One of the doctors that I work with asked me to help her pronounce a patient dead. This involves doing a number of tests on the patient to be sure of death; listen to their heart and lungs (that aren’t beating), touch their eyes (that won’t blink), touch the back of their throat (that won’t cause a gag), and rubbing hard on their sternum (and they won’t try to stop you). This was all very academic while we did the tests, but after we stopped I had a second to myself with the cadaver to think. The very next week we had a lecture on Death and Dying. These two experiences got me thinking about death. Despite the fact that everyone is going to die, our culture is very far removed from death in our lives and most people haven’t ever seen someone die. Advances in medicine also help us live much longer and gives us a mini-delusion that medicine can cure just about anything. Sometimes, however, this prolongation of life is done so at great cost to the patient and with very little quality of life. We have a patient in the ICU that has advanced ALS (Amyotrophic Lateral Sclerosis AKA Lou Gehrig’s disease – You eventually lose all muscle control in an ascending pattern, but your sensation is still intact. Eventually people die because their diaphragm muscles gives out and they can’t breathe. It’s a terrible disease and a terrible way to die). He is now almost completely incapacitated. He has a ventilator breathing for him, he’s on a bunch of antibiotics because of infections, he has a very large bed-sore ulcer on one of his calves from having it lie on the bed without moving it, he is fed through a tube, he has an enema every other day to produce bowel movements, he has a catheter for peeing, and IV fluid because he can’t drink. The only thing that he can do is blink, and only sometimes at that. Should we continue to provide support for him despite the fact that he has 0% chance for recover or improvement?

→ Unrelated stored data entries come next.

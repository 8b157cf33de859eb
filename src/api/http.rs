//! HTTP helpers for the application's own service endpoints.
//!
//! Two calls exist: `POST /session` with no body and `POST /verify` with a
//! token. Both return whatever typed payload the caller asks for.

use std::error::Error as StdError;
use std::fmt;

use serde::de::DeserializeOwned;
use serde::Serialize;

use crate::utils::url::construct_api_url;

/// Errors from the session/verify HTTP surface.
#[derive(Debug)]
pub enum ApiError {
    /// The request could not be sent or returned a non-success status.
    Request {
        url: String,
        source: reqwest::Error,
    },

    /// The response body could not be decoded into the requested type.
    Decode {
        url: String,
        source: reqwest::Error,
    },
}

impl fmt::Display for ApiError {
    fn fmt(&self, f: &mut fmt::Formatter<'_>) -> fmt::Result {
        match self {
            ApiError::Request { url, source } => {
                write!(f, "request to {} failed: {}", url, source)
            }
            ApiError::Decode { url, source } => {
                write!(f, "failed to decode response from {}: {}", url, source)
            }
        }
    }
}

impl StdError for ApiError {
    fn source(&self) -> Option<&(dyn StdError + 'static)> {
        match self {
            ApiError::Request { source, .. } => Some(source),
            ApiError::Decode { source, .. } => Some(source),
        }
    }
}

#[derive(Serialize)]
struct VerifyRequest<'a> {
    token: &'a str,
}

/// Client for the application service backing the chat UI.
#[derive(Clone)]
pub struct ApiClient {
    client: reqwest::Client,
    base_url: String,
}

impl ApiClient {
    pub fn new(base_url: impl Into<String>) -> Self {
        Self {
            client: reqwest::Client::new(),
            base_url: base_url.into(),
        }
    }

    /// Use an existing `reqwest::Client` (shared connection pool).
    pub fn with_client(client: reqwest::Client, base_url: impl Into<String>) -> Self {
        Self {
            client,
            base_url: base_url.into(),
        }
    }

    /// `POST /session`, no body.
    pub async fn fetch_session<T: DeserializeOwned>(&self) -> Result<T, ApiError> {
        self.post("session", None::<&()>).await
    }

    /// `POST /verify` with `{ "token": ... }`.
    pub async fn fetch_verify<T: DeserializeOwned>(&self, token: &str) -> Result<T, ApiError> {
        self.post("verify", Some(&VerifyRequest { token })).await
    }

    async fn post<T: DeserializeOwned, B: Serialize>(
        &self,
        endpoint: &str,
        body: Option<&B>,
    ) -> Result<T, ApiError> {
        let url = construct_api_url(&self.base_url, endpoint);
        let mut request = self.client.post(&url);
        if let Some(body) = body {
            request = request.json(body);
        }

        let response = request
            .send()
            .await
            .and_then(|response| response.error_for_status())
            .map_err(|source| ApiError::Request {
                url: url.clone(),
                source,
            })?;

        response
            .json::<T>()
            .await
            .map_err(|source| ApiError::Decode { url, source })
    }
}
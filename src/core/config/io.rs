//! Local storage helper.
//!
//! One JSON blob per string key, written atomically (temp file + rename) so a
//! crash mid-write never leaves a truncated blob behind. A missing blob is
//! not an error; callers fall back to defaults.

use std::error::Error as StdError;
use std::fmt;
use std::fs;
use std::io::Write;
use std::path::{Path, PathBuf};

use directories::ProjectDirs;
use serde::de::DeserializeOwned;
use serde::Serialize;
use tempfile::NamedTempFile;

/// Errors from reading or writing a storage blob.
#[derive(Debug)]
pub enum StorageError {
    /// The blob exists but could not be read.
    Read {
        path: PathBuf,
        source: std::io::Error,
    },

    /// The blob could not be parsed, or a value could not be serialized.
    Json {
        path: PathBuf,
        source: serde_json::Error,
    },

    /// The blob could not be written to disk.
    Write {
        path: PathBuf,
        source: std::io::Error,
    },
}

impl fmt::Display for StorageError {
    fn fmt(&self, f: &mut fmt::Formatter<'_>) -> fmt::Result {
        match self {
            StorageError::Read { path, source } => {
                write!(f, "failed to read storage blob {}: {}", path.display(), source)
            }
            StorageError::Json { path, source } => {
                write!(f, "invalid JSON for storage blob {}: {}", path.display(), source)
            }
            StorageError::Write { path, source } => {
                write!(f, "failed to write storage blob {}: {}", path.display(), source)
            }
        }
    }
}

impl StdError for StorageError {
    fn source(&self) -> Option<&(dyn StdError + 'static)> {
        match self {
            StorageError::Read { source, .. } => Some(source),
            StorageError::Json { source, .. } => Some(source),
            StorageError::Write { source, .. } => Some(source),
        }
    }
}

/// Key-value JSON storage rooted in a directory.
#[derive(Debug, Clone)]
pub struct Storage {
    root: PathBuf,
}

impl Storage {
    /// Storage rooted in the platform data directory.
    pub fn new() -> Self {
        let proj_dirs = ProjectDirs::from("org", "permacommons", "chatbridge")
            .expect("Failed to determine data directory");
        Self {
            root: proj_dirs.data_dir().to_path_buf(),
        }
    }

    /// Storage rooted at an explicit directory (tests, portable installs).
    pub fn with_root(root: impl Into<PathBuf>) -> Self {
        Self { root: root.into() }
    }

    pub fn root(&self) -> &Path {
        &self.root
    }

    fn blob_path(&self, key: &str) -> PathBuf {
        self.root.join(format!("{key}.json"))
    }

    /// Read and deserialize the blob under `key`; `Ok(None)` when absent.
    pub fn get<T: DeserializeOwned>(&self, key: &str) -> Result<Option<T>, StorageError> {
        let path = self.blob_path(key);
        if !path.exists() {
            return Ok(None);
        }
        let contents = fs::read_to_string(&path).map_err(|source| StorageError::Read {
            path: path.clone(),
            source,
        })?;
        let value = serde_json::from_str(&contents)
            .map_err(|source| StorageError::Json { path, source })?;
        Ok(Some(value))
    }

    /// Serialize `value` and write it atomically under `key`.
    pub fn set<T: Serialize + ?Sized>(&self, key: &str, value: &T) -> Result<(), StorageError> {
        let path = self.blob_path(key);
        fs::create_dir_all(&self.root).map_err(|source| StorageError::Write {
            path: path.clone(),
            source,
        })?;

        let contents = serde_json::to_string_pretty(value).map_err(|source| StorageError::Json {
            path: path.clone(),
            source,
        })?;

        let write = |path: &Path| -> std::io::Result<()> {
            let mut temp_file = NamedTempFile::new_in(&self.root)?;
            temp_file.write_all(contents.as_bytes())?;
            temp_file.as_file_mut().sync_all()?;
            temp_file.persist(path).map_err(|err| err.error)?;
            Ok(())
        };
        write(&path).map_err(|source| StorageError::Write { path, source })
    }
}

impl Default for Storage {
    fn default() -> Self {
        Self::new()
    }
}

Should we discontinue treatment? This really isn’t my decision to make for him, but I do think is that people need to do is to come to grips with the fact that they will die and decisions need to be made concerning it. We can’t always control how we die, but there are some aspects of death and dying that can be dealt with and communicated to loved ones before they happen. In case anyone wondered, if I’m dying, I would like my family not to prolong my life by hooking me up to lots of machines but to let me die with dignity and peace

Friday, August 1, 2008

Culture of Complaining

I know complaining about one's job is by no means isolated to the healthcare arena, but I seem to have fallen into a pretty terrible cesspool of it. I heard long before starting my rotation (a 4 week stint) that the staff here "is sub-par as are many of the doctors". My collegues complain about the nursing staff not being prompt about doing their job, or about doing it poorly. They complain about doctors being annoying or not caring. They complain about the up-to-date electronic medical records and the awesome system they have set up for medical records. They even complain about the one free meal that is provided for us at the cafeteria. Seriously people, wake up and see the good things about where you work and what you do. To use a cliche analogy, they only see and complain about the thorns and can't even appreciate the roses. Part of these complaints have some validity, but nothing in our lives is ever going to be perfect, why do people have to go about being miserable because of it.
As I said earlier, this isn't isolated to my area of expertise, I have experienced this in every job school I've been at. When will people learn to see the good things that are around them and not get depressed and cynical about their situation. Or at least if they are could they at least learn not to bring me down with them?